> WHAT TO WORK ON: Provide the number of lines in the entries below containing "https", with no further words.

◆ ◆ ◆ ◆ ◆

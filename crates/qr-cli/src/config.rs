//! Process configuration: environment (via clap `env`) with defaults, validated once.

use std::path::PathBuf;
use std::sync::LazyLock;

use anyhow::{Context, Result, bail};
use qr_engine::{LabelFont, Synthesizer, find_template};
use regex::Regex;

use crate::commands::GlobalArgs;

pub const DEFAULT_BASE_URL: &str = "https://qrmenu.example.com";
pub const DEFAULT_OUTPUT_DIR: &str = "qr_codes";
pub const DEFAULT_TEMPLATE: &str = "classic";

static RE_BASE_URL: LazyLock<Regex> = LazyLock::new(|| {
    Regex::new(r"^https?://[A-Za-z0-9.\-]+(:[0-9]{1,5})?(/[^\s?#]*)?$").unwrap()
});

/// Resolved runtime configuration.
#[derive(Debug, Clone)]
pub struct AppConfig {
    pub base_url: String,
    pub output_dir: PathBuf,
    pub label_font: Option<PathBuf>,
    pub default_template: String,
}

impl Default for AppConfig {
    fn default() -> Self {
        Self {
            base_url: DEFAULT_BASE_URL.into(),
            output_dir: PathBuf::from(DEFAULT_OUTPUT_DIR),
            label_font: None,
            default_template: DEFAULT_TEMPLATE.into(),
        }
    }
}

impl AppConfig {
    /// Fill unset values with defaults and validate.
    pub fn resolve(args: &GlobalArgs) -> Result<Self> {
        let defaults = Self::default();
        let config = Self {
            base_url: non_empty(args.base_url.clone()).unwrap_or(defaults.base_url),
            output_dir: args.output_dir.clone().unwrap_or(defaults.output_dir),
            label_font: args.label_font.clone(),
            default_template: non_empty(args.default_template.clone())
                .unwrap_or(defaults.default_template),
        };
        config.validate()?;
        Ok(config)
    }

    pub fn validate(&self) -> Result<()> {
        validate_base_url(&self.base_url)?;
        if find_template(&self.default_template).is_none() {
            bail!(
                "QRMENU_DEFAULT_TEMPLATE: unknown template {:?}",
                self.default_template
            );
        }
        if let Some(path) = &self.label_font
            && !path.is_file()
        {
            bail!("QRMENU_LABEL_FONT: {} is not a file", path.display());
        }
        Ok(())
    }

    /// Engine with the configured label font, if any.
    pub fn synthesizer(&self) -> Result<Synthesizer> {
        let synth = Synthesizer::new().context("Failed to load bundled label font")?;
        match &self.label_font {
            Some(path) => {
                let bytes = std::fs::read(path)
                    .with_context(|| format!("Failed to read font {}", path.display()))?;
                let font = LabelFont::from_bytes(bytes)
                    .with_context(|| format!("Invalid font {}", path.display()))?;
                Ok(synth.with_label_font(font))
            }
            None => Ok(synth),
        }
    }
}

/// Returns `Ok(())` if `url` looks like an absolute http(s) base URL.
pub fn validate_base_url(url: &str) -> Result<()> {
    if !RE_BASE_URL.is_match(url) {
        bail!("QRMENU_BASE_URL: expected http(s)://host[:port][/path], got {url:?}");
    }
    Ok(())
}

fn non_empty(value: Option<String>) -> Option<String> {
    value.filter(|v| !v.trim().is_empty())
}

◆ ◆ ◆ ◆ ◆

> RESPONSE TO THIS TASK: 2